- [WORK ITEM] Read the records and gather each line that includes "PathBuf".

(Saved data entries)

::::

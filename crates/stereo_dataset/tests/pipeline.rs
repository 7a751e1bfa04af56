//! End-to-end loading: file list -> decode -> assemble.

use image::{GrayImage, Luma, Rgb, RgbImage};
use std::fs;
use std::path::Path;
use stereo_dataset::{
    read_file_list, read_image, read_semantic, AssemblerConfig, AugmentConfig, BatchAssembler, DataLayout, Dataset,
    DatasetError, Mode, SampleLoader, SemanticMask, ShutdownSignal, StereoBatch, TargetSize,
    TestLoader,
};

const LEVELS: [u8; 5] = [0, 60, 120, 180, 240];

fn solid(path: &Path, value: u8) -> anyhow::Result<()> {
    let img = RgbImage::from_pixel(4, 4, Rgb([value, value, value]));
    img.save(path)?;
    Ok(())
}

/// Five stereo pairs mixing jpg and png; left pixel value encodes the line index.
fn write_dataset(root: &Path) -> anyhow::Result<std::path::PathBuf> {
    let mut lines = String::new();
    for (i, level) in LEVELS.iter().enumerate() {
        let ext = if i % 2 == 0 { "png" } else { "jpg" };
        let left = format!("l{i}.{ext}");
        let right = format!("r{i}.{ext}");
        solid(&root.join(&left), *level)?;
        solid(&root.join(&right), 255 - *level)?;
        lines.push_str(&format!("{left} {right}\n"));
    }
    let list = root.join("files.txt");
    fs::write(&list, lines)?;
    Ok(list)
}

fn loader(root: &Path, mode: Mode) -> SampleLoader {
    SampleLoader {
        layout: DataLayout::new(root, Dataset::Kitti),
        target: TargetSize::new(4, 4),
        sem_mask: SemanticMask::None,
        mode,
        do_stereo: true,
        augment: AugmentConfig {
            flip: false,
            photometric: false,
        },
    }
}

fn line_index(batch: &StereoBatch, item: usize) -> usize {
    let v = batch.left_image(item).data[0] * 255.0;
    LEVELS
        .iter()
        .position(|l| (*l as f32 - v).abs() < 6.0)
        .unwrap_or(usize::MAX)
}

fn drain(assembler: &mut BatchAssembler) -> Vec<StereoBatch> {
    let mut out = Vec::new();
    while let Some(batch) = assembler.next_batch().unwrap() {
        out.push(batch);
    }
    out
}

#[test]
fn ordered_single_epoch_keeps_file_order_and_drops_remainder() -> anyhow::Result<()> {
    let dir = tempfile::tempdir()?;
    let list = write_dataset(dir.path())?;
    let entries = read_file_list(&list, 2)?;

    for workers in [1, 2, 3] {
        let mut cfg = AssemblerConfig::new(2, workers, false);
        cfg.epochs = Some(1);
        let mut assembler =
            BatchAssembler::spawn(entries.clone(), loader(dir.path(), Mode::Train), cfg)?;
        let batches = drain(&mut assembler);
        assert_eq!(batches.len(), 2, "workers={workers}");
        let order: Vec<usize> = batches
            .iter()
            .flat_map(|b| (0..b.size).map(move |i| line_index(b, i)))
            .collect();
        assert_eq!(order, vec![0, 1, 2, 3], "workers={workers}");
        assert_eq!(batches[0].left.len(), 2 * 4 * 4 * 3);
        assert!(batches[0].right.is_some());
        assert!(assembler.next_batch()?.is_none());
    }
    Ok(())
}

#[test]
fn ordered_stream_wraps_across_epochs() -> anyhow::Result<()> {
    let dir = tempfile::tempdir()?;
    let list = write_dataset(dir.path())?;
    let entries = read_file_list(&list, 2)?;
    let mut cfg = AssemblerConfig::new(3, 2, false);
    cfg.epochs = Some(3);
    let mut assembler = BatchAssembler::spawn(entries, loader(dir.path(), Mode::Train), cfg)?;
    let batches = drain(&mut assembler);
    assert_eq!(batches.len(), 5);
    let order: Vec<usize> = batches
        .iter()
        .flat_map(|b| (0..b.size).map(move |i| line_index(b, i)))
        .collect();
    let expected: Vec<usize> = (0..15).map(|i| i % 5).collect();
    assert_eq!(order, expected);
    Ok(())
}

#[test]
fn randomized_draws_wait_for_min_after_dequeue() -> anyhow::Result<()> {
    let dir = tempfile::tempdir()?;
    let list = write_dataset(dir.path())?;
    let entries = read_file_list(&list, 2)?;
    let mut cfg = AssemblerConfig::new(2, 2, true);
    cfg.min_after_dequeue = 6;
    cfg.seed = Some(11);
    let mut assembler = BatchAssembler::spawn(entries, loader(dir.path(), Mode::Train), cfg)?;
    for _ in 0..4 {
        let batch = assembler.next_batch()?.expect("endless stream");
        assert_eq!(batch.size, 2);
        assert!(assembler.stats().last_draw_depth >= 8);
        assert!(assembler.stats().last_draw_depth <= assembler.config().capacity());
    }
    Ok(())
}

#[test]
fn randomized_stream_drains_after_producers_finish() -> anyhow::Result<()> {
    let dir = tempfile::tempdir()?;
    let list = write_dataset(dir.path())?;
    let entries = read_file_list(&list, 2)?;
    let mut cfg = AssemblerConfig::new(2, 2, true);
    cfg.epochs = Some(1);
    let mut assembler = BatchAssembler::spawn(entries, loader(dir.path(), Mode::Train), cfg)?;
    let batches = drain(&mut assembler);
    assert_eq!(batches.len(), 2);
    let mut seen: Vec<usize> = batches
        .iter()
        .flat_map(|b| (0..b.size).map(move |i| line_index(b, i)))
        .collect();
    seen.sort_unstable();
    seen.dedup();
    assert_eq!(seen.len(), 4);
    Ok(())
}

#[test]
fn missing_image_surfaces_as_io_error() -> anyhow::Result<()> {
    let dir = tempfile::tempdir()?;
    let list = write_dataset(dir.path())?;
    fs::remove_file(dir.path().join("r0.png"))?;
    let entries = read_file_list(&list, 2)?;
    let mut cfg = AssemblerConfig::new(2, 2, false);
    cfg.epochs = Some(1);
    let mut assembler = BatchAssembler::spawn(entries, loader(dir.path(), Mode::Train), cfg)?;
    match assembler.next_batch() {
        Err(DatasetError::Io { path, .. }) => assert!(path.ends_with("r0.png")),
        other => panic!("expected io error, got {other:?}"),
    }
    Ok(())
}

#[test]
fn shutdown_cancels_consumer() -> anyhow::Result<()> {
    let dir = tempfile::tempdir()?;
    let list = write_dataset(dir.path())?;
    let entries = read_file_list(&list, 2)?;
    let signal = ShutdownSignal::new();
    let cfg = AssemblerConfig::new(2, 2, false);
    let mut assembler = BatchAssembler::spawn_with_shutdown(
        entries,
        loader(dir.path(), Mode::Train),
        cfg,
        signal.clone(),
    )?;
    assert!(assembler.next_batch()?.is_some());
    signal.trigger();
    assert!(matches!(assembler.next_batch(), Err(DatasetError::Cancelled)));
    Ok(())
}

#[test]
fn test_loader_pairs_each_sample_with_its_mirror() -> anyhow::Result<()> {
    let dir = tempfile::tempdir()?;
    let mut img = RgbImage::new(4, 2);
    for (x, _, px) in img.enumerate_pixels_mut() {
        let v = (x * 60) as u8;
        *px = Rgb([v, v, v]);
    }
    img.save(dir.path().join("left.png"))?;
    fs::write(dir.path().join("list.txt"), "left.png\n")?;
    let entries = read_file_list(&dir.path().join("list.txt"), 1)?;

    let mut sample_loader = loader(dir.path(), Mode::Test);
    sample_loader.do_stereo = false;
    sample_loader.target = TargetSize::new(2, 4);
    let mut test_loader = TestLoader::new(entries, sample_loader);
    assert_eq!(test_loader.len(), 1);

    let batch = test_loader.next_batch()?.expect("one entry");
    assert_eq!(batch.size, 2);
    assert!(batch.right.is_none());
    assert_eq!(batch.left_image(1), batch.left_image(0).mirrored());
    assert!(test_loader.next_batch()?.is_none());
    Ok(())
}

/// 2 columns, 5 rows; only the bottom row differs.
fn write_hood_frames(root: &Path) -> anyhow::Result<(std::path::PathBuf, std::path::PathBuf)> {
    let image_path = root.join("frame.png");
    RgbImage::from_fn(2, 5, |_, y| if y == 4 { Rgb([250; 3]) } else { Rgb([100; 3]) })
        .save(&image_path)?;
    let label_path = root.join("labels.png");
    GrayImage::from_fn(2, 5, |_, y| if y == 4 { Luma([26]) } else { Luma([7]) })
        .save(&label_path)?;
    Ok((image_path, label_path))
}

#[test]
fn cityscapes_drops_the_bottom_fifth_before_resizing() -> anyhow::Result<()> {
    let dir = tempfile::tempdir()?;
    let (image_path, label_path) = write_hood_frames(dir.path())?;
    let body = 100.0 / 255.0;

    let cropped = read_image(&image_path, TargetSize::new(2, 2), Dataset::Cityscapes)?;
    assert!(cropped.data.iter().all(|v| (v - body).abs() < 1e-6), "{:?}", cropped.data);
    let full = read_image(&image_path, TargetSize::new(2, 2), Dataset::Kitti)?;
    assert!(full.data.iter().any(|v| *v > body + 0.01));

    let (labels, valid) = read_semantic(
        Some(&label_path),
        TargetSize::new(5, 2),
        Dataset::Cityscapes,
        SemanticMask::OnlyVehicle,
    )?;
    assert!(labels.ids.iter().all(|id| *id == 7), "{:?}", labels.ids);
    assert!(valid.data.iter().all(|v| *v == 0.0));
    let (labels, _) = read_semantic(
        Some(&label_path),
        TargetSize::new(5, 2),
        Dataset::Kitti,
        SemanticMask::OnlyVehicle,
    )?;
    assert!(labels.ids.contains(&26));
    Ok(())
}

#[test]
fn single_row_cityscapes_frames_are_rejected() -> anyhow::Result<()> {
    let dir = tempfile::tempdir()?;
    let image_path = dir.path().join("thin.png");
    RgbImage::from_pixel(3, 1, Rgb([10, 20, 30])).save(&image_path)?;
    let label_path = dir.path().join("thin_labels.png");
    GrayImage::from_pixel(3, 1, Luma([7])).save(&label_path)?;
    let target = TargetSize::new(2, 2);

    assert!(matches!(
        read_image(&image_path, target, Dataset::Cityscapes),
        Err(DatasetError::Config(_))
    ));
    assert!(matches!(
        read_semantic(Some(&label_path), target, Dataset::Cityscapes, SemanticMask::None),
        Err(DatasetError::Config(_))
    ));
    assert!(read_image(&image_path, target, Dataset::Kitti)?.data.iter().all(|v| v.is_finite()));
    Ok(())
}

::::

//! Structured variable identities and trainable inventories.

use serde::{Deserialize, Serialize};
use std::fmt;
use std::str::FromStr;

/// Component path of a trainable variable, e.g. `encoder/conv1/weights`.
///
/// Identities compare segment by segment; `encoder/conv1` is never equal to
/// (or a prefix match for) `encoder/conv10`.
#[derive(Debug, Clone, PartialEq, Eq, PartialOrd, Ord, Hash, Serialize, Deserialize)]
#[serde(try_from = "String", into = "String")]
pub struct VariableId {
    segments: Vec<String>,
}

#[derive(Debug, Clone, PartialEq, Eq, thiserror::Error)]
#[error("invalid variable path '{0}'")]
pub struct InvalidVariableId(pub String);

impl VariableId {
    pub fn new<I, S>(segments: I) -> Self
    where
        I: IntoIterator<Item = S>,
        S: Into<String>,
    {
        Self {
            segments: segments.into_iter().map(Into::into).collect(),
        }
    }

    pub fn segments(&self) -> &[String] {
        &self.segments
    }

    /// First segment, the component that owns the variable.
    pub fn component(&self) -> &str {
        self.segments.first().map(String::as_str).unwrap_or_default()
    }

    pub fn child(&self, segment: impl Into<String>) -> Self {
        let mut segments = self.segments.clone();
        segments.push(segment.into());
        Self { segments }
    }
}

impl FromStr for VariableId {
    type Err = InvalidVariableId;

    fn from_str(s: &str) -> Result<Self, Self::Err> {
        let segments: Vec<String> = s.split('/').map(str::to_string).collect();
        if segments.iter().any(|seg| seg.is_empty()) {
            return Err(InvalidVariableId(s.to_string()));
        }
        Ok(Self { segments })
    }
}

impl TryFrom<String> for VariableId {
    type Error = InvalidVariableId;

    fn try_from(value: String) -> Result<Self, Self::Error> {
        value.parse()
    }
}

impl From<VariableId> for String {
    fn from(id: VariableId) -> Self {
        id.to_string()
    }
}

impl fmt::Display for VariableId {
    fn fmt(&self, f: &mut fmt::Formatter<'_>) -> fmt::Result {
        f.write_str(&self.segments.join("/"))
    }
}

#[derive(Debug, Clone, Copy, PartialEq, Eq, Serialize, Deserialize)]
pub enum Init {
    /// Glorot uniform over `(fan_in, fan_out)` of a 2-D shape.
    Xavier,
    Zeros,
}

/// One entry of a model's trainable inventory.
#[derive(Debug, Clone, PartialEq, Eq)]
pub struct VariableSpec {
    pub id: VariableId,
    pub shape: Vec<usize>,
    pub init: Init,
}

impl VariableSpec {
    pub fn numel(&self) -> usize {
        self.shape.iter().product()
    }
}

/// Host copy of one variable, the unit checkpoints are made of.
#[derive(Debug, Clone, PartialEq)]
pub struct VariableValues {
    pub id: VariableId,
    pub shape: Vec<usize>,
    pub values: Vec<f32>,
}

::::

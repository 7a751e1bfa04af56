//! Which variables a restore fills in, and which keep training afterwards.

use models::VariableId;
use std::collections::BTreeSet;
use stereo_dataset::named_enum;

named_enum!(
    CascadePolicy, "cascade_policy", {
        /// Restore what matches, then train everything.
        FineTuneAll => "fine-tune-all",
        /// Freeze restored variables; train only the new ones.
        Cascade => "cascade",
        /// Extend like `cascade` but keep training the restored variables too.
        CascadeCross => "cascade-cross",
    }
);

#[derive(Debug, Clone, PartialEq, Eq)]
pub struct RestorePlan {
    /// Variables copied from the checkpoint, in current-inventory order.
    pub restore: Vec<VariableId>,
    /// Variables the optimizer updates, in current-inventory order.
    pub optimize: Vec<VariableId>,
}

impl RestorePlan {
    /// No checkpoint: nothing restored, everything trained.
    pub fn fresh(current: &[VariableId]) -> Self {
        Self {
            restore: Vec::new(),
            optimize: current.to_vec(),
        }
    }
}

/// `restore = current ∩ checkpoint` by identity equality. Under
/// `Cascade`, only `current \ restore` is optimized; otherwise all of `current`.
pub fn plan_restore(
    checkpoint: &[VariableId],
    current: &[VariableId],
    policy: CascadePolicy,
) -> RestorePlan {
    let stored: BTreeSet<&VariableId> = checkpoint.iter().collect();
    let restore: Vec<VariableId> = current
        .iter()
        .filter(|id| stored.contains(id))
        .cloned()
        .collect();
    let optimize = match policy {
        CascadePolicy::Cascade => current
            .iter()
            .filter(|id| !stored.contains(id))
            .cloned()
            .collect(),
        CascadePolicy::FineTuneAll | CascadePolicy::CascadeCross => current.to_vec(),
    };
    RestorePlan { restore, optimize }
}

::::

- [REPLY]
fn write_dataset(root: &Path) -> anyhow::Result<std::path::PathBuf> {
fn write_hood_frames(root: &Path) -> anyhow::Result<(std::path::PathBuf, std::path::PathBuf)> {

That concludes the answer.